*PROBLEM TO SOLVE:*
Which lines of the data below contain "UnaryOp"? Please show them all.

*EXERCISE DATA:*
//! Unit tests for the parser module.
//!
//! This module contains tests for parsing the language constructs including:
//! - Variable, array and function declarations
//! - Expressions and operator precedence
//! - Control flow and console statements
//! - Syntax errors

use std::rc::Rc;

use super::parser::{parse, parse_fragment};
use crate::{
    ast::{
        ast::{Expr, Stmt, StmtType},
        expressions::{BinaryOp, LValue, UnaryOp},
        types::Type,
    },
    errors::errors::{Error, ErrorImpl},
    lexer::lexer::tokenize,
};

fn parse_source(source: &str) -> Result<Vec<Stmt>, Error> {
    let tokens = tokenize(source.to_string(), Some("test.lang".to_string())).unwrap();
    parse(tokens, Rc::new("test.lang".to_string()))
}

fn single(source: &str) -> Stmt {
    let mut stmts = parse_source(source).unwrap();
    assert_eq!(stmts.len(), 1, "expected one statement in {:?}", source);
    stmts.remove(0)
}

#[test]
fn test_parse_variable_declaration() {
    let Stmt::VarDecl(decl) = single("int x;") else {
        panic!("expected a declaration");
    };

    assert_eq!(decl.ty.ty, Type::Int);
    assert_eq!(decl.id.name, "x");
    assert!(decl.init.is_none());
}

#[test]
fn test_parse_initialized_declaration() {
    let Stmt::VarDecl(decl) = single("bool done = false;") else {
        panic!("expected a declaration");
    };

    assert_eq!(decl.ty.ty, Type::Bool);
    assert!(matches!(decl.init, Some(Expr::False(_))));
}

#[test]
fn test_parse_pointer_and_array_types() {
    let stmts = parse_source("intptr p; char[8] name; boolptr flags;").unwrap();
    let types: Vec<Type> = stmts
        .iter()
        .map(|stmt| match stmt {
            Stmt::VarDecl(decl) => decl.ty.ty.clone(),
            _ => panic!("expected declarations"),
        })
        .collect();

    assert_eq!(
        types,
        vec![
            Type::ptr_to(Type::Int),
            Type::Array(Box::new(Type::Char), Some(8)),
            Type::ptr_to(Type::Bool),
        ]
    );
}

#[test]
fn test_parse_function_declaration() {
    let Stmt::FnDecl(decl) = single("fn add(int a, int b) -> int { return a + b; }") else {
        panic!("expected a function");
    };

    assert_eq!(decl.id.name, "add");
    assert_eq!(decl.formals.len(), 2);
    assert_eq!(*decl.return_type(), Type::Int);
    assert_eq!(decl.body[0].get_stmt_type(), StmtType::ReturnStmt);
}

#[test]
fn test_parse_function_without_return_type_is_void() {
    let Stmt::FnDecl(decl) = single("fn greet() { TOCONSOLE \"hi\"; }") else {
        panic!("expected a function");
    };

    assert_eq!(*decl.return_type(), Type::Void);
    assert!(decl.formals.is_empty());
}

#[test]
fn test_parse_c_style_function_declaration() {
    let Stmt::FnDecl(decl) = single("int sum(int[] xs, int n) { return n; }") else {
        panic!("expected a function");
    };

    assert_eq!(*decl.return_type(), Type::Int);
    assert_eq!(decl.formals[0].ty.ty, Type::Array(Box::new(Type::Int), None));
}

#[test]
fn test_parse_nested_function_is_rejected() {
    let error = parse_source("fn outer() { fn inner() { } }").unwrap_err();

    assert!(matches!(
        error.get_internal_error(),
        ErrorImpl::UnexpectedTokenDetailed { .. }
    ));
}

#[test]
fn test_parse_if_statement() {
    assert_eq!(
        single("if x > 0 { TOCONSOLE x; }").get_stmt_type(),
        StmtType::IfStmt
    );
}

#[test]
fn test_parse_if_else_statement() {
    assert_eq!(
        single("if x > 0 { x = 1; } else { x = 2; }").get_stmt_type(),
        StmtType::IfElseStmt
    );
}

#[test]
fn test_parse_else_if_chain() {
    let Stmt::IfElse(if_else) = single("if a { x = 1; } else if b { x = 2; } else { x = 3; }")
    else {
        panic!("expected if/else");
    };

    assert_eq!(if_else.else_body.len(), 1);
    assert_eq!(if_else.else_body[0].get_stmt_type(), StmtType::IfElseStmt);
}

#[test]
fn test_parse_while_loop() {
    let Stmt::While(while_stmt) = single("while x < 10 { x = x + 1; }") else {
        panic!("expected while");
    };

    assert_eq!(while_stmt.body.len(), 1);
}

#[test]
fn test_parse_binary_expression_precedence() {
    let Stmt::Assign(assign) = single("x = 5 + 3 * 2;") else {
        panic!("expected assignment");
    };

    let Expr::Binary(sum) = assign.exp.src.as_ref() else {
        panic!("expected binary expression");
    };
    assert_eq!(sum.op, BinaryOp::Plus);
    assert!(matches!(sum.right.as_ref(), Expr::Binary(product) if product.op == BinaryOp::Times));
}

#[test]
fn test_parse_logical_precedence() {
    let Stmt::Assign(assign) = single("b = x > 0 && y < 10 || z;") else {
        panic!("expected assignment");
    };

    let Expr::Binary(or) = assign.exp.src.as_ref() else {
        panic!("expected binary expression");
    };
    assert_eq!(or.op, BinaryOp::Or);
    assert!(matches!(or.left.as_ref(), Expr::Binary(and) if and.op == BinaryOp::And));
}

#[test]
fn test_parse_subtraction_is_left_associative() {
    let Stmt::Assign(assign) = single("x = 10 - 4 - 3;") else {
        panic!("expected assignment");
    };

    let Expr::Binary(outer) = assign.exp.src.as_ref() else {
        panic!("expected binary expression");
    };
    assert!(matches!(outer.left.as_ref(), Expr::Binary(_)));
    assert!(matches!(outer.right.as_ref(), Expr::IntLit(lit) if lit.value == 3));
}

#[test]
fn test_parse_chained_assignment_is_right_associative() {
    let Stmt::Assign(assign) = single("a = b = 3;") else {
        panic!("expected assignment");
    };

    assert!(matches!(assign.exp.src.as_ref(), Expr::Assign(_)));
}

#[test]
fn test_parse_unary_expression() {
    let Stmt::Assign(assign) = single("x = -y + 1;") else {
        panic!("expected assignment");
    };

    let Expr::Binary(sum) = assign.exp.src.as_ref() else {
        panic!("expected binary expression");
    };
    assert!(matches!(sum.left.as_ref(), Expr::Unary(neg) if neg.op == UnaryOp::Neg));
}

#[test]
fn test_parse_parenthesized_expression() {
    let Stmt::Assign(assign) = single("x = (5 + 3) * 2;") else {
        panic!("expected assignment");
    };

    let Expr::Binary(product) = assign.exp.src.as_ref() else {
        panic!("expected binary expression");
    };
    assert_eq!(product.op, BinaryOp::Times);
}

#[test]
fn test_parse_reference_and_dereference() {
    let stmts = parse_source("p = &x; ^p = 4;").unwrap();

    let Stmt::Assign(first) = &stmts[0] else {
        panic!("expected assignment");
    };
    assert!(matches!(first.exp.src.as_ref(), Expr::LValue(LValue::Ref(_))));

    let Stmt::Assign(second) = &stmts[1] else {
        panic!("expected assignment");
    };
    assert!(matches!(second.exp.dst, LValue::Deref(_)));
}

#[test]
fn test_parse_index_expression() {
    let Stmt::Assign(assign) = single("a[i + 1] = a[i];") else {
        panic!("expected assignment");
    };

    assert!(matches!(assign.exp.dst, LValue::Index(_)));
    assert!(matches!(assign.exp.src.as_ref(), Expr::LValue(LValue::Index(_))));
}

#[test]
fn test_parse_function_call() {
    let Stmt::Call(call) = single("print(\"Hello, World!\", 3);") else {
        panic!("expected call");
    };

    assert_eq!(call.call.callee.name, "print");
    assert_eq!(call.call.args.len(), 2);
}

#[test]
fn test_parse_post_increment_and_decrement() {
    let stmts = parse_source("i++; a[2]--;").unwrap();

    assert_eq!(stmts[0].get_stmt_type(), StmtType::PostIncStmt);
    assert_eq!(stmts[1].get_stmt_type(), StmtType::PostDecStmt);
}

#[test]
fn test_parse_console_statements() {
    let stmts = parse_source("FROMCONSOLE x; TOCONSOLE x * 2;").unwrap();

    assert_eq!(stmts[0].get_stmt_type(), StmtType::FromConsoleStmt);
    assert_eq!(stmts[1].get_stmt_type(), StmtType::ToConsoleStmt);
}

#[test]
fn test_parse_char_and_string_literals() {
    let Stmt::ToConsole(write) = single("TOCONSOLE '\\n';") else {
        panic!("expected TOCONSOLE");
    };
    assert!(matches!(write.src, Expr::CharLit(ref lit) if lit.value == b'\n'));

    let Stmt::ToConsole(write) = single(r#"TOCONSOLE "a\"b";"#) else {
        panic!("expected TOCONSOLE");
    };
    assert!(matches!(write.src, Expr::StrLit(ref lit) if lit.value == "a\"b"));
}

#[test]
fn test_parse_return_statement() {
    let Stmt::Return(ret) = single("return;") else {
        panic!("expected return");
    };

    assert!(ret.value.is_none());
}

#[test]
fn test_parse_multiple_statements() {
    let stmts = parse_source("int x = 10; int y = 20; int z = x + y;").unwrap();

    assert_eq!(stmts.len(), 3);
}

#[test]
fn test_parse_empty_program() {
    assert!(parse_source("").unwrap().is_empty());
}

#[test]
fn test_parse_fragment_uses_name() {
    let error = parse_fragment("int x = ;", "shell:4").unwrap_err();

    assert_eq!(error.get_position().1.as_str(), "shell:4");
    assert_eq!(error.get_position().0, 8);
}

#[test]
fn test_parse_syntax_error_missing_semicolon() {
    let error = parse_source("int x = 42").unwrap_err();

    assert_eq!(error.get_error_name(), "UnexpectedToken");
}

#[test]
fn test_parse_syntax_error_missing_identifier() {
    let error = parse_source("int = 42;").unwrap_err();

    assert!(matches!(
        error.get_internal_error(),
        ErrorImpl::UnexpectedTokenDetailed { .. }
    ));
}

#[test]
fn test_parse_bare_expression_is_rejected() {
    assert!(parse_source("x + 1;").is_err());
}

#[test]
fn test_parse_assignment_to_non_lvalue_is_rejected() {
    assert!(parse_source("1 = x;").is_err());
}

#[test]
fn test_parse_nested_array_type_is_rejected() {
    assert!(parse_source("int[2][3] grid;").is_err());
}

#[test]
fn test_parse_non_ascii_char_literal_is_rejected() {
    let error = parse_source("TOCONSOLE 'é';").unwrap_err();

    assert_eq!(error.get_error_name(), "CharParseError");
}

#[test]
fn test_parse_unterminated_block() {
    assert!(parse_source("while true { x = 1;").is_err());
}

#[test]
fn test_unparse_round_trip() {
    let source = "fn f(intptr p, int[] xs) -> int { if ^p > xs[0] { ^p = -(^p); } else { xs[1]++; } return ^p * (xs[0] + 1); }";
    let first = parse_source(source).unwrap();
    let printed: String = first.iter().map(|stmt| stmt.to_string()).collect();
    let second = parse_source(&printed).unwrap();
    let reprinted: String = second.iter().map(|stmt| stmt.to_string()).collect();

    assert_eq!(printed, reprinted);
}

#[test]
fn test_parse_negative_literal_is_folded() {
    let Stmt::Assign(assign) = single("x = -9223372036854775808;") else {
        panic!("expected assignment");
    };

    assert!(matches!(assign.exp.src.as_ref(), Expr::IntLit(lit) if lit.value == i64::MIN));
}

#[test]
fn test_parse_negative_literal_out_of_range() {
    let error = parse_source("x = -9223372036854775809;").unwrap_err();

    assert_eq!(error.get_error_name(), "NumberParseError");
    assert_eq!(error.get_position().0, 4);
}

#[test]
fn test_parse_negated_literal_binds_before_product() {
    let Stmt::Assign(assign) = single("x = -2 * 3;") else {
        panic!("expected assignment");
    };

    let Expr::Binary(product) = assign.exp.src.as_ref() else {
        panic!("expected binary expression");
    };
    assert_eq!(product.op, BinaryOp::Times);
    assert!(matches!(product.left.as_ref(), Expr::IntLit(lit) if lit.value == -2));
}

*RESULT FOR THIS EXERCISE:*
        expressions::{BinaryOp, LValue, UnaryOp},
    assert!(matches!(sum.left.as_ref(), Expr::Unary(neg) if neg.op == UnaryOp::Neg));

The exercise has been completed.